Sometimes Americans sponsor a member of their own family, but often people become sponsors like we did – through their churches, synagogues and local nonprofits across the country who are driven by their faith and values to help a global neighbor.

The two of us were able to do this amazing work because our friends and loved ones came together to help us welcome the people we sponsored. We and other volunteers were able to connect our beneficiaries to every local resource they need to thrive in our communities, from signing up for English language classes to driving them to a doctor’s appointment. 

We have found that the support we provide as sponsors quickly helps the families we welcome to help themselves and contribute to their new communities. Take for example, the teenager whom we welcomed years ago – she is now planning to enter nursing school, eager to do her part to solve our nation’s shortage of health professionals after the pandemic.

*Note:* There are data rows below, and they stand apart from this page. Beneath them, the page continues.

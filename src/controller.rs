use std::time::Duration;
use tracing::trace;

use ratatui::crossterm::event::{
    self, Event, KeyCode, KeyEventKind, MouseButton, MouseEvent, MouseEventKind,
};
use crate::domain::{Message, TableConfig, TableError};

pub struct Controller {
    event_poll_time: u64,
}

impl Controller {
    pub fn new(cfg: &TableConfig) -> Self {
        Self {
            event_poll_time: cfg.event_poll_time,
        }
    }

    pub fn handle_event(&self) -> Result<Option<Message>, TableError> {
        if !event::poll(Duration::from_millis(self.event_poll_time))? {
            return Ok(None);
        }
        let message = match event::read()? {
            Event::Key(key) if key.kind == KeyEventKind::Press => self.handle_key(key),
            Event::Mouse(mouse) => self.handle_mouse(mouse),
            Event::Resize(width, height) => Some(Message::Resize(width as usize, height as usize)),
            _ => None,
        };
        Ok(message)
    }

    fn handle_key(&self, key: event::KeyEvent) -> Option<Message> {
        let message = match key.code {
            KeyCode::Char('q') | KeyCode::Esc => Some(Message::Quit),
            KeyCode::Left | KeyCode::Char('h') => Some(Message::MoveLeft),
            KeyCode::Right | KeyCode::Char('l') => Some(Message::MoveRight),
            KeyCode::Up | KeyCode::Char('k') => Some(Message::MoveUp),
            KeyCode::Down | KeyCode::Char('j') => Some(Message::MoveDown),
            KeyCode::PageUp => Some(Message::MovePageUp),
            KeyCode::PageDown => Some(Message::MovePageDown),
            KeyCode::Enter | KeyCode::Char('s') => Some(Message::SortSelected),
            _ => None,
        };
        trace!("Mapped: {key:?} => {message:?}");
        message
    }

    fn handle_mouse(&self, mouse: MouseEvent) -> Option<Message> {
        match mouse.kind {
            MouseEventKind::Down(MouseButton::Left) => {
                Some(Message::Click(mouse.column, mouse.row))
            }
            MouseEventKind::ScrollUp => Some(Message::MoveUp),
            MouseEventKind::ScrollDown => Some(Message::MoveDown),
            _ => None,
        }
    }
}

#[cfg(test)]
mod tests {
    use super::*;
    use ratatui::crossterm::event::{KeyEvent, KeyModifiers};

    fn controller() -> Controller {
        Controller::new(&TableConfig::default())
    }

    #[test]
    fn keys_map_to_messages() {
        let c = controller();
        let key = |code| KeyEvent::new(code, KeyModifiers::NONE);
        assert_eq!(c.handle_key(key(KeyCode::Char('q'))), Some(Message::Quit));
        assert_eq!(c.handle_key(key(KeyCode::Enter)), Some(Message::SortSelected));
        assert_eq!(c.handle_key(key(KeyCode::Char('s'))), Some(Message::SortSelected));
        assert_eq!(c.handle_key(key(KeyCode::Left)), Some(Message::MoveLeft));
        assert_eq!(c.handle_key(key(KeyCode::Char('x'))), None);
    }

    #[test]
    fn left_click_becomes_click_message() {
        let mouse = MouseEvent {
            kind: MouseEventKind::Down(MouseButton::Left),
            column: 12,
            row: 0,
            modifiers: KeyModifiers::NONE,
        };
        assert_eq!(controller().handle_mouse(mouse), Some(Message::Click(12, 0)));

        let right = MouseEvent {
            kind: MouseEventKind::Down(MouseButton::Right),
            ..mouse
        };
        assert_eq!(controller().handle_mouse(right), None);
    }
}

We have no doubt that there are countless families from Cuba, Haiti, Nicaragua and Venezuela who would do the same, if given the opportunity. 

An impending federal district court ruling in Texas v. DHS will decide the fate of the CHNV program. But the popularity and success of these programs say it all.

The freedom to welcome is deeply American and should be protected, as it allows us to fulfill our fundamental values of liberty and opportunity.

Lisa and Peter Weinstock

Lisa and Peter Weinstock live in Massachusetts, where they work in health care and education.